Carphone Warehouse rapped over advert'Free broadband' claim was misleading

20 July 2006

 

Child at a computer

Carphone Warehouse has been told to stop running adverts claiming the broadband element of its TalkTalk service is ‘free forever’.

More than 300,000 thousand customers have signed up to the deal since it was launched in a blaze of publicity in April.

But since then the Advertising Standards Authority (ASA) has received 145 complaints from individuals and Carphone Warehouse’s competitors – including British Telecom, Tiscali and ntl:Telewest- that the adverts were misleading.

The free broadband came as part of TalkTalk's T3I (Talk3 International) package, which costs £29.99 for connection, plus £20.99 per month for line rental and other fees.

But the ASA said that because broadband was an inclusive element it could not be described as ‘free’ bearing in mind those charges.

Expert advice

The watchdog also said TalkTalk couldn't stand up the ‘forever’ claim even if its broadband offer was free.

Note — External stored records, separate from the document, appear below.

//! Aggregation and derived-metric engine.
//!
//! [`Analysis::build`] turns the loaded run records and capture events into
//! everything the renderers consume; the renderers perform no aggregation
//! of their own.

pub mod aggregator;

pub use aggregator::*;

use crate::error::AnalysisError;
use crate::models::{
    CaptureEvent, ConfusionSummary, Extremes, FamilySummary, GroupStats, Report, ReportMetadata,
    RunRecord,
};

/// Aggregated view of one batch of experiment artifacts.
#[derive(Debug, Clone)]
pub struct Analysis {
    /// Run records sorted by condition.
    pub records: Vec<RunRecord>,
    /// Capture events in load order, with deltas filled in.
    pub captures: Vec<CaptureEvent>,
    pub overall: GroupStats,
    pub families: Vec<FamilySummary>,
    pub conditions: Vec<GroupStats>,
    pub confusion: ConfusionSummary,
    pub extremes: Extremes,
}

impl Analysis {
    /// Aggregate loaded tables.
    ///
    /// Fails only when no extremal run can be selected, i.e. there are no
    /// run records or none of them has a capture rate.
    pub fn build(
        mut records: Vec<RunRecord>,
        mut captures: Vec<CaptureEvent>,
    ) -> Result<Self, AnalysisError> {
        sort_by_condition(&mut records);
        compute_time_deltas(&mut captures);

        let extremes = select_extremes(&records)?;
        let all: Vec<&RunRecord> = records.iter().collect();

        Ok(Self {
            overall: group_stats("all", &all),
            families: family_summaries(&records),
            conditions: condition_stats(&records),
            confusion: confusion_summary(&captures),
            extremes,
            records,
            captures,
        })
    }

    /// Attach metadata to produce the final report model.
    pub fn into_report(self, metadata: ReportMetadata) -> Report {
        Report {
            metadata,
            records: self.records,
            overall: self.overall,
            families: self.families,
            conditions: self.conditions,
            confusion: self.confusion,
            extremes: self.extremes,
            captures: self.captures,
        }
    }
}

#[cfg(test)]
mod tests {
    use super::*;

    fn record(condition: &str, first_kill: Option<f64>, rate: f64) -> RunRecord {
        let mut r = RunRecord::new(format!("exp_{}", condition), condition);
        r.first_kill_time = first_kill;
        r.capture_rate = Some(rate);
        r
    }

    #[test]
    fn test_build_sorts_and_aggregates() {
        let records = vec![
            record("B1", Some(10.0), 2.0),
            record("A2", Some(4.0), 6.0),
            record("A1", None, 4.0),
        ];
        let captures = vec![
            CaptureEvent {
                condition: "A1".to_string(),
                time_sec: Some(2.0),
                kill_number: Some(1),
                boids_in_view: Some(10),
                time_delta: None,
            },
            CaptureEvent {
                condition: "A1".to_string(),
                time_sec: Some(5.0),
                kill_number: Some(2),
                boids_in_view: Some(12),
                time_delta: None,
            },
        ];

        let analysis = Analysis::build(records, captures).unwrap();

        let order: Vec<_> = analysis.records.iter().map(|r| r.condition.as_str()).collect();
        assert_eq!(order, vec!["A1", "A2", "B1"]);
        assert_eq!(analysis.overall.runs, 3);
        assert_eq!(analysis.overall.first_kill_time.count, 2);
        assert_eq!(analysis.overall.first_kill_time.mean, Some(7.0));
        assert_eq!(analysis.captures[1].time_delta, Some(3.0));
        assert_eq!(analysis.extremes.most_efficient.condition, "A2");
        assert_eq!(analysis.extremes.least_efficient.condition, "B1");
        assert_eq!(analysis.families[0].stats.runs, 2);
        assert_eq!(analysis.conditions.len(), 3);
    }

    #[test]
    fn test_build_without_records_fails() {
        let err = Analysis::build(Vec::new(), Vec::new()).unwrap_err();
        assert_eq!(err, AnalysisError::NoRunRecords);
    }
}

It also criticised the advertiser for not making clear that its broadband deal was only available to customers already connected to a qualifying telephone exchange. Other customers have to pay an extra £10 per month.

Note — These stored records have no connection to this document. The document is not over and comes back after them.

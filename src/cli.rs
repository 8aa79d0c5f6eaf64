//! Command-line interface argument parsing.
//!
//! This module handles all CLI argument parsing using clap,
//! including validation and default values.

use clap::Parser;
use std::path::PathBuf;

/// FlockReport - analysis of predator/prey boid flocking experiments
///
/// Reads the per-run summaries and CSV logs written by the flocking
/// simulator, aggregates them by experiment condition, and writes
/// comparison charts plus a Markdown (or JSON) report.
///
/// Examples:
///   flockreport --data-dir Assets/ExperimentData
///   flockreport --data-dir runs --output-dir analysis --no-charts
///   flockreport --data-dir runs --format json
///   flockreport --data-dir runs --dry-run
///   flockreport --init-config
#[derive(Parser, Debug, Clone)]
#[command(author, version, about, long_about = None)]
#[command(propagate_version = true)]
pub struct Args {
    /// Directory containing the simulator's run artifacts
    ///
    /// Overrides [data].data_dir from the config file.
    #[arg(short, long, value_name = "DIR", env = "FLOCKREPORT_DATA_DIR")]
    pub data_dir: Option<PathBuf>,

    /// Directory for charts and the report (defaults to the data directory)
    #[arg(short, long, value_name = "DIR")]
    pub output_dir: Option<PathBuf>,

    /// Path to configuration file
    ///
    /// If not specified, looks for .flockreport.toml in the current directory
    #[arg(short, long, value_name = "FILE")]
    pub config: Option<PathBuf>,

    /// Output format (markdown, json)
    #[arg(long, default_value = "markdown", value_name = "FORMAT")]
    pub format: OutputFormat,

    /// Skip chart rendering
    #[arg(long)]
    pub no_charts: bool,

    /// Enable verbose logging output
    #[arg(short, long)]
    pub verbose: bool,

    /// Run in quiet mode (minimal output)
    #[arg(short, long)]
    pub quiet: bool,

    /// Dry run: list located artifacts without parsing them
    #[arg(long)]
    pub dry_run: bool,

    /// Generate a default .flockreport.toml configuration file
    #[arg(long)]
    pub init_config: bool,
}

/// Output format for the report.
#[derive(Debug, Clone, Copy, PartialEq, Eq, Default, clap::ValueEnum)]
pub enum OutputFormat {
    /// Markdown format (default)
    #[default]
    Markdown,
    /// JSON format
    Json,
}

impl Args {
    /// Parse command-line arguments.
    pub fn parse_args() -> Self {
        Self::parse()
    }

    /// Validate the parsed arguments.
    pub fn validate(&self) -> Result<(), String> {
        // Skip validation for --init-config
        if self.init_config {
            return Ok(());
        }

        // Check for conflicting options
        if self.verbose && self.quiet {
            return Err("Cannot use both --verbose and --quiet".to_string());
        }

        // A missing data directory is allowed (it yields no artifacts)
        if let Some(ref data_dir) = self.data_dir {
            if data_dir.exists() && !data_dir.is_dir() {
                return Err(format!(
                    "Data path is not a directory: {}",
                    data_dir.display()
                ));
            }
        }

        if let Some(ref output_dir) = self.output_dir {
            if output_dir.exists() && !output_dir.is_dir() {
                return Err(format!(
                    "Output path is not a directory: {}",
                    output_dir.display()
                ));
            }
        }

        Ok(())
    }

    /// Returns the log level based on verbosity settings.
    ///
    /// `--quiet` wins over a config file that asks for verbose output.
    pub fn log_level(&self, config_verbose: bool) -> tracing::Level {
        if self.quiet {
            tracing::Level::ERROR
        } else if self.verbose || config_verbose {
            tracing::Level::DEBUG
        } else {
            tracing::Level::INFO
        }
    }
}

The ASA told TalkTalk not to broadcast or print the ‘free forever’ broadband adverts again in their current form. It also told the advertiser to seek expert advice before using the term ‘free’ in future promotions.

However, Carphone Warehouse can continue to advertise ‘free broadband’ so long as it adds it on to a pre-existing package.

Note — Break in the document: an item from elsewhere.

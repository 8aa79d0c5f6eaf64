//! Parsers for per-run text artifacts.

pub mod summary;

pub use summary::*;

‘The ASA has simply asked, as a small technicality, that we attribute free broadband to an existing tariff rather than new one, which we're very happy to do.’

However, John Petter, Chief Operating Officer at BT Retail, said: ‘Carphone said ‘free forever’ but this has confirmed that their offer isn't free and isn't forever. A service costing more than £250 a year, with a £29.99 connection fee, a £120 annual rural surcharge and premium rate helpdesk simply isn't free.’